Determination of acrylamide in potato chips by a reversed-phase LC-MS method based on a stable isotope dilution assay
2006
Rufian-Henares, J.A. | Morales, F.J.
Potato-based products represent an important part of the daily intake of food-derived acrylamide, mainly on adolescent population from western countries.

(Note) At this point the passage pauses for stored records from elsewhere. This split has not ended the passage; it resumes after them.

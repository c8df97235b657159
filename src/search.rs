use crate::adpcm_ima::{greedy_nibble, ChannelState};

/// Default number of upcoming samples the encoder looks at when choosing a code.
pub const DEFAULT_LOOKAHEAD: usize = 3;

/// Interleaved samples the lookahead search reads its upcoming targets from.
#[derive(Debug, Clone, Copy)]
pub(crate) struct Upcoming<'a> {
    pub samples: &'a [i16],
    /// Position of the sample currently being encoded.
    pub position: usize,
    /// Distance between consecutive samples of the same channel.
    pub stride: usize,
}

impl<'a> Upcoming<'a> {
    fn next(self) -> (i32, Upcoming<'a>) {
        let position = self.position + self.stride;
        (i32::from(self.samples[position]), Upcoming { position, ..self })
    }
}

/// Chooses the code for `target` that minimizes the squared reconstruction error summed
/// over `depth` upcoming samples.
///
/// `state` is never modified; every candidate is tried on a copy. The greedy code is
/// always explored to full depth, the other 15 codes only when their immediate error
/// already beats the best total so far. Ties keep the earlier candidate.
///
/// Returns the best code and its total error.
pub(crate) fn minimum_error(state: &ChannelState, target: i32, upcoming: Upcoming,
    depth: usize) -> (u8, i64) {

    let squared_error = |sample: i16| {
        let diff = i64::from(sample) - i64::from(target);
        diff * diff
    };

    let greedy = greedy_nibble(target - i32::from(state.sample), state.step_size());
    let mut trial = *state;
    let mut best = (greedy, squared_error(trial.apply_nibble(greedy)));
    if depth == 0 {
        return best;
    }
    let (next_target, next) = upcoming.next();
    best.1 += minimum_error(&trial, next_target, next, depth - 1).1;

    for nibble in (0..=0x0f).filter(|&n| n != greedy) {
        let mut trial = *state;
        let mut error = squared_error(trial.apply_nibble(nibble));
        if error < best.1 {
            error += minimum_error(&trial, next_target, next, depth - 1).1;
            if error < best.1 {
                best = (nibble, error);
            }
        }
    }
    best
}

#[cfg(test)]
mod tests {
    use super::*;

    // exhaustive search over every code sequence, for comparison
    fn exhaustive(state: &ChannelState, targets: &[i32]) -> i64 {
        let Some((&target, rest)) = targets.split_first() else {
            return 0;
        };
        (0..16u8).map(|nibble| {
            let mut trial = *state;
            let diff = i64::from(trial.apply_nibble(nibble)) - i64::from(target);
            diff * diff + exhaustive(&trial, rest)
        }).min().unwrap_or(0)
    }

    #[test]
    fn test_depth_zero_is_greedy() {
        let state = ChannelState::new(0, 20);
        let samples = [0i16, 0];
        let upcoming = Upcoming { samples: &samples, position: 0, stride: 1 };
        // step 50: 4 * 60 / 50 = 4
        let (nibble, error) = minimum_error(&state, 60, upcoming, 0);
        assert_eq!(nibble, 0x4);
        // reconstructed 6 + 50 = 56
        assert_eq!(error, 16);
    }

    #[test]
    fn test_exact_target_is_kept() {
        // a target the greedy code reconstructs exactly cannot be beaten
        let state = ChannelState::new(0, 0);
        let samples = [0i16; 8];
        let upcoming = Upcoming { samples: &samples, position: 0, stride: 1 };
        assert_eq!(minimum_error(&state, 0, upcoming, 3), (0x0, 0));
    }

    #[test]
    fn test_lookahead_never_worse_than_greedy_path() {
        let samples = [0i16, 900, 1800, 1500, -200, -2500, 3000, 10];
        for step_index in [0u8, 10, 30, 50] {
            for position in 0..4 {
                let state = ChannelState::new(samples[position], step_index);
                let upcoming = Upcoming { samples: &samples, position, stride: 1 };
                let target = i32::from(samples[position + 1]);
                let (_, searched) = minimum_error(&state, target,
                    Upcoming { position: position + 1, ..upcoming }, 3);

                // follow the greedy code for all four samples
                let mut greedy_state = state;
                let mut greedy_error = 0;
                for &s in &samples[position + 1..position + 5] {
                    let nibble = greedy_nibble(i32::from(s) - i32::from(greedy_state.sample),
                        greedy_state.step_size());
                    let diff = i64::from(greedy_state.apply_nibble(nibble)) - i64::from(s);
                    greedy_error += diff * diff;
                }
                assert!(searched <= greedy_error);

                // and the pruned search never beats the exhaustive optimum
                let targets: Vec<i32> = samples[position + 1..position + 5].iter()
                    .map(|&s| i32::from(s)).collect();
                assert!(searched >= exhaustive(&state, &targets));
            }
        }
    }

    #[test]
    fn test_search_reads_only_its_channel() {
        // stereo interleaving: the right channel values must not influence the left search
        let left = [0i16, 400, 800, 1200];
        let mut a = Vec::new();
        let mut b = Vec::new();
        for &l in &left {
            a.extend_from_slice(&[l, 30000]);
            b.extend_from_slice(&[l, -30000]);
        }
        let state = ChannelState::new(0, 15);
        let result_a = minimum_error(&state, 400,
            Upcoming { samples: &a, position: 2, stride: 2 }, 2);
        let result_b = minimum_error(&state, 400,
            Upcoming { samples: &b, position: 2, stride: 2 }, 2);
        assert_eq!(result_a, result_b);
    }

    #[test]
    fn test_state_is_not_modified() {
        let state = ChannelState {
            sample: 100,
            step_index: 40,
            shaping_history: [1, 2],
            shaping_weight: 3,
            shaping_error: 4,
        };
        let copy = state;
        let samples = [100i16, -3000, 5000, 0];
        minimum_error(&state, -3000, Upcoming { samples: &samples, position: 1, stride: 1 }, 2);
        assert_eq!(state, copy);
    }
}
#[cfg(feature = "internal-no-panic")]
use no_panic::no_panic;

/// Largest valid index into the step size table.
pub const MAX_STEP_INDEX: u8 = 88;

// only the magnitude bits select the index adjustment, so the sign bit is masked off before lookup
const IMA_INDEX_TABLE: &[i8; 8] = &[
    -1, -1, -1, -1, 2, 4, 6, 8
];

const IMA_STEP_TABLE: &[i16; 89] = &[
    7, 8, 9, 10, 11, 12, 13, 14, 16, 17,
    19, 21, 23, 25, 28, 31, 34, 37, 41, 45,
    50, 55, 60, 66, 73, 80, 88, 97, 107, 118,
    130, 143, 157, 173, 190, 209, 230, 253, 279, 307,
    337, 371, 408, 449, 494, 544, 598, 658, 724, 796,
    876, 963, 1060, 1166, 1282, 1411, 1552, 1707, 1878, 2066,
    2272, 2499, 2749, 3024, 3327, 3660, 4026, 4428, 4871, 5358,
    5894, 6484, 7132, 7845, 8630, 9493, 10442, 11487, 12635, 13899,
    15289, 16818, 18500, 20350, 22385, 24623, 27086, 29794, 32767
];

/// Returns the quantizer step size for `step_index`. Indexes above 88 are treated as 88.
#[cfg_attr(feature = "internal-no-panic", no_panic)]
#[inline(always)]
pub fn step_size(step_index: u8) -> i32 {
    i32::from(IMA_STEP_TABLE[usize::from(step_index.min(MAX_STEP_INDEX))])
}

/// Adaptive quantizer state of one audio channel.
///
/// The state is a small plain value: copying it is how the encoder explores hypothetical
/// codes without touching the real state.
#[derive(Debug, Clone, Copy, PartialEq, Eq, Default)]
pub struct ChannelState {
    /// Current reconstructed sample value.
    pub sample: i16,
    /// Index into the step size table (0..=88).
    pub step_index: u8,
    /// The last two input samples seen by the dynamic noise shaper, newest first.
    pub shaping_history: [i32; 2],
    /// Adaptive predictor weight of the dynamic noise shaper.
    pub shaping_weight: i32,
    /// Quantization error fed back into the next input sample.
    pub shaping_error: i32,
}

impl ChannelState {
    /// Creates a state with the given reconstructed sample and step index and cleared
    /// noise shaping values.
    pub fn new(sample: i16, step_index: u8) -> ChannelState {
        ChannelState {
            sample,
            step_index: step_index.min(MAX_STEP_INDEX),
            ..ChannelState::default()
        }
    }

    /// Current quantizer step size.
    #[inline(always)]
    pub fn step_size(&self) -> i32 {
        step_size(self.step_index)
    }

    /// Sample value that `nibble` would reconstruct from this state, clamped to i16.
    #[cfg_attr(feature = "internal-no-panic", no_panic)]
    #[inline(always)]
    pub fn predict(&self, nibble: u8) -> i16 {
        let predicted = i32::from(self.sample) + nibble_delta(self.step_size(), nibble);
        #[allow(clippy::cast_possible_truncation)] // value is clamped so truncation never happens
        let predicted = predicted.clamp(-32768, 32767) as i16;
        predicted
    }

    /// Applies a 4-bit code to the state and returns the new reconstructed sample.
    ///
    /// This is the single quantizer update shared by the encoder and the decoder, so both
    /// sides always track the same sample and step index. Only the lowest 4 bits of
    /// `nibble` are used.
    #[cfg_attr(feature = "internal-no-panic", no_panic)]
    #[inline(always)]
    pub fn apply_nibble(&mut self, nibble: u8) -> i16 {
        let nibble = nibble & 0x0f;
        self.sample = self.predict(nibble);
        // adjust step index, clamped to 0..=88
        self.step_index = self.step_index
            .min(MAX_STEP_INDEX)
            .saturating_add_signed(IMA_INDEX_TABLE[usize::from(nibble & 0x07)])
            .min(MAX_STEP_INDEX);
        self.sample
    }
}

/// Signed difference that `nibble` adds to the reconstructed sample for the given step size.
///
/// Bit 3 of the nibble is the sign, bits 0..=2 select `step/4`, `step/2` and `step` on top
/// of the base `step/8`.
#[cfg_attr(feature = "internal-no-panic", no_panic)]
#[inline(always)]
pub fn nibble_delta(step_size: i32, nibble: u8) -> i32 {
    let mut delta = step_size >> 3;
    if (nibble & 1) != 0 { delta += step_size >> 2; }
    if (nibble & 2) != 0 { delta += step_size >> 1; }
    if (nibble & 4) != 0 { delta += step_size; }
    if (nibble & 8) != 0 {
        -delta
    } else {
        delta
    }
}

/// The code whose magnitude best matches `diff` on its own, without looking ahead.
///
/// The sign bit is set for negative differences and the magnitude is
/// `min(7, 4 * |diff| / step_size)`.
#[cfg_attr(feature = "internal-no-panic", no_panic)]
#[inline(always)]
pub(crate) fn greedy_nibble(diff: i32, step_size: i32) -> u8 {
    let (sign, magnitude) = if diff < 0 {
        (0x08, (-diff << 2) / step_size)
    } else {
        (0x00, (diff << 2) / step_size)
    };
    #[allow(clippy::cast_possible_truncation, clippy::cast_sign_loss)] // clamped to 0..=7
    let magnitude = magnitude.clamp(0, 7) as u8;
    sign | magnitude
}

A reversed-phase liquid chromatography-mass spectrometry based on a stable isotope dilution assay was used for acrylamide analysis. Aqueous sample extraction, cleaning with Carrez solution and solid phase extraction with methanol was applied. The ratio potato/NaCl solution is critical during extraction where the optimum ratio is 0.125 g/ml NaCl 2 M solution. The use of virgin olive oil, as retaining matrix, during methanol desiccation was critical to achieve high recoveries. The method performance was validated for limit of detection (23.2 microgram/kg) and quantitation (91.8 microgram/kg), linearity (r > 0.999, 25-1000 microgram/kg), recovery (98.8%). The method was applied on commercial potato chips; the intra-day repeatability was set at 3.9% and values were corrected with a labeled internal standard (13C3-acrylamide). No significant differences on the acrylamide content were observed between industrial-scale and local-scale processed potato chips.